**Supplied data:**
==========
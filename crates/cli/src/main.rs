mod cmd;
mod output;
mod prompts;

use std::path::PathBuf;

use anyhow::Result;
use clap::{Parser, Subcommand};
use tracing_subscriber::EnvFilter;

use cmd::{GlobalArgs, SyncFlags};

/// agentkit - sync skills, agents, hooks and MCP servers into AI coding tools
#[derive(Parser)]
#[command(name = "agentkit")]
#[command(author, version, about, long_about = None)]
struct Cli {
  /// Enable verbose output
  #[arg(short, long, global = true)]
  verbose: bool,

  /// Component repository (overrides config and AGENTKIT_REPOSITORY)
  #[arg(long, global = true, value_name = "DIR")]
  repo: Option<PathBuf>,

  /// Target project directory
  #[arg(long, global = true, value_name = "DIR", default_value = ".")]
  project: PathBuf,

  /// Print machine-readable JSON
  #[arg(long, global = true)]
  json: bool,

  #[command(subcommand)]
  command: Commands,
}

#[derive(Subcommand)]
enum Commands {
  /// Show the status of every component in the repository
  Status,

  /// Show what a sync would change
  Plan {
    /// Components to select (category:name or unique name); defaults to the current selection
    components: Vec<String>,
  },

  /// Make the project's components match exactly the given selection
  Sync {
    /// Components to select; defaults to the current selection
    components: Vec<String>,

    #[command(flatten)]
    flags: SyncFlags,
  },

  /// Add components to the current selection
  Install {
    /// Components to add
    #[arg(required = true)]
    components: Vec<String>,

    #[command(flatten)]
    flags: SyncFlags,
  },

  /// Drop components from the current selection
  Remove {
    /// Components to drop
    #[arg(required = true)]
    components: Vec<String>,

    #[command(flatten)]
    flags: SyncFlags,
  },

  /// Show the tools detected in the project and the files agentkit manages for them
  Targets,
}

fn main() -> Result<()> {
  let cli = Cli::parse();

  let default_level = if cli.verbose { "debug" } else { "warn" };
  let filter = EnvFilter::try_from_default_env().unwrap_or_else(|_| EnvFilter::new(default_level));
  tracing_subscriber::fmt()
    .with_env_filter(filter)
    .with_writer(std::io::stderr)
    .without_time()
    .init();

  let global = GlobalArgs {
    repo: cli.repo,
    project: cli.project,
    json: cli.json,
    verbose: cli.verbose,
  };

  match cli.command {
    Commands::Status => cmd::cmd_status(&global),
    Commands::Plan { components } => cmd::cmd_plan(&global, &components),
    Commands::Sync { components, flags } => cmd::cmd_sync(&global, &components, &flags),
    Commands::Install { components, flags } => cmd::cmd_install(&global, &components, &flags),
    Commands::Remove { components, flags } => cmd::cmd_remove(&global, &components, &flags),
    Commands::Targets => cmd::cmd_targets(&global),
  }
}
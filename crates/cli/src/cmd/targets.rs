use anyhow::{Context, Result};
use serde::Serialize;

use agentkit_lib::component::Category;
use agentkit_lib::config::Config;
use agentkit_lib::tools::{Tool, detect_targets};

use super::{GlobalArgs, load_project};
use crate::output::{print_info, print_json, print_stat, print_success};

#[derive(Serialize)]
#[serde(rename_all = "camelCase")]
struct TargetInfo {
  tool: Tool,
  detected: bool,
  hooks_document: String,
  mcp_document: String,
  skills_dir: String,
}

pub fn cmd_targets(global: &GlobalArgs) -> Result<()> {
  let config = Config::load().context("Failed to load configuration")?;
  let project = load_project(global, &config)?;
  let root = &project.root;
  let detected = detect_targets(root);

  let targets: Vec<TargetInfo> = project
    .tools
    .iter()
    .map(|&tool| TargetInfo {
      tool,
      detected: detected.contains(&tool),
      hooks_document: tool.hooks_document(root).path().display().to_string(),
      mcp_document: tool.mcp_document(root).path().display().to_string(),
      skills_dir: tool
        .file_target(root, Category::Skill, "")
        .map(|p| p.display().to_string())
        .unwrap_or_default(),
    })
    .collect();

  if global.json {
    return print_json(&targets);
  }

  if detected.is_empty() {
    print_info("No tool detected in the project, using configured defaults.");
  }
  for target in &targets {
    print_success(&format!("{}{}", target.tool, if target.detected { "" } else { " (default)" }));
    print_stat("Hooks", &target.hooks_document);
    print_stat("MCP servers", &target.mcp_document);
    print_stat("Skills", &target.skills_dir);
  }

  Ok(())
}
==========
**Work item:**
Copy out each entry above with no deviation.

**Answer space:**
filename crates/cli/src/main.rs
mod cmd;
mod output;
mod prompts;

use std::path::PathBuf;

use anyhow::Result;
use clap::{Parser, Subcommand};
use tracing_subscriber::EnvFilter;

use cmd::{GlobalArgs, SyncFlags};

/// agentkit - sync skills, agents, hooks and MCP servers into AI coding tools
#[derive(Parser)]
#[command(name = "agentkit")]
#[command(author, version, about, long_about = None)]
struct Cli {
  /// Enable verbose output
  #[arg(short, long, global = true)]
  verbose: bool,

  /// Component repository (overrides config and AGENTKIT_REPOSITORY)
  #[arg(long, global = true, value_name = "DIR")]
  repo: Option<PathBuf>,

  /// Target project directory
  #[arg(long, global = true, value_name = "DIR", default_value = ".")]
  project: PathBuf,

  /// Print machine-readable JSON
  #[arg(long, global = true)]
  json: bool,

  #[command(subcommand)]
  command: Commands,
}

#[derive(Subcommand)]
enum Commands {
  /// Show the status of every component in the repository
  Status,

  /// Show what a sync would change
  Plan {
    /// Components to select (category:name or unique name); defaults to the current selection
    components: Vec<String>,
  },

  /// Make the project's components match exactly the given selection
  Sync {
    /// Components to select; defaults to the current selection
    components: Vec<String>,

    #[command(flatten)]
    flags: SyncFlags,
  },

  /// Add components to the current selection
  Install {
    /// Components to add
    #[arg(required = true)]
    components: Vec<String>,

    #[command(flatten)]
    flags: SyncFlags,
  },

  /// Drop components from the current selection
  Remove {
    /// Components to drop
    #[arg(required = true)]
    components: Vec<String>,

    #[command(flatten)]
    flags: SyncFlags,
  },

  /// Show the tools detected in the project and the files agentkit manages for them
  Targets,
}

fn main() -> Result<()> {
  let cli = Cli::parse();

  let default_level = if cli.verbose { "debug" } else { "warn" };
  let filter = EnvFilter::try_from_default_env().unwrap_or_else(|_| EnvFilter::new(default_level));
  tracing_subscriber::fmt()
    .with_env_filter(filter)
    .with_writer(std::io::stderr)
    .without_time()
    .init();

  let global = GlobalArgs {
    repo: cli.repo,
    project: cli.project,
    json: cli.json,
    verbose: cli.verbose,
  };

  match cli.command {
    Commands::Status => cmd::cmd_status(&global),
    Commands::Plan { components } => cmd::cmd_plan(&global, &components),
    Commands::Sync { components, flags } => cmd::cmd_sync(&global, &components, &flags),
    Commands::Install { components, flags } => cmd::cmd_install(&global, &components, &flags),
    Commands::Remove { components, flags } => cmd::cmd_remove(&global, &components, &flags),
    Commands::Targets => cmd::cmd_targets(&global),
  }
}
filename crates/cli/src/cmd/targets.rs
use anyhow::{Context, Result};
use serde::Serialize;

use agentkit_lib::component::Category;
use agentkit_lib::config::Config;
use agentkit_lib::tools::{Tool, detect_targets};

use super::{GlobalArgs, load_project};
use crate::output::{print_info, print_json, print_stat, print_success};

#[derive(Serialize)]
#[serde(rename_all = "camelCase")]
struct TargetInfo {
  tool: Tool,
  detected: bool,
  hooks_document: String,
  mcp_document: String,
  skills_dir: String,
}

pub fn cmd_targets(global: &GlobalArgs) -> Result<()> {
  let config = Config::load().context("Failed to load configuration")?;
  let project = load_project(global, &config)?;
  let root = &project.root;
  let detected = detect_targets(root);

  let targets: Vec<TargetInfo> = project
    .tools
    .iter()
    .map(|&tool| TargetInfo {
      tool,
      detected: detected.contains(&tool),
      hooks_document: tool.hooks_document(root).path().display().to_string(),
      mcp_document: tool.mcp_document(root).path().display().to_string(),
      skills_dir: tool
        .file_target(root, Category::Skill, "")
        .map(|p| p.display().to_string())
        .unwrap_or_default(),
    })
    .collect();

  if global.json {
    return print_json(&targets);
  }

  if detected.is_empty() {
    print_info("No tool detected in the project, using configured defaults.");
  }
  for target in &targets {
    print_success(&format!("{}{}", target.tool, if target.detected { "" } else { " (default)" }));
    print_stat("Hooks", &target.hooks_document);
    print_stat("MCP servers", &target.mcp_document);
    print_stat("Skills", &target.skills_dir);
  }

  Ok(())
}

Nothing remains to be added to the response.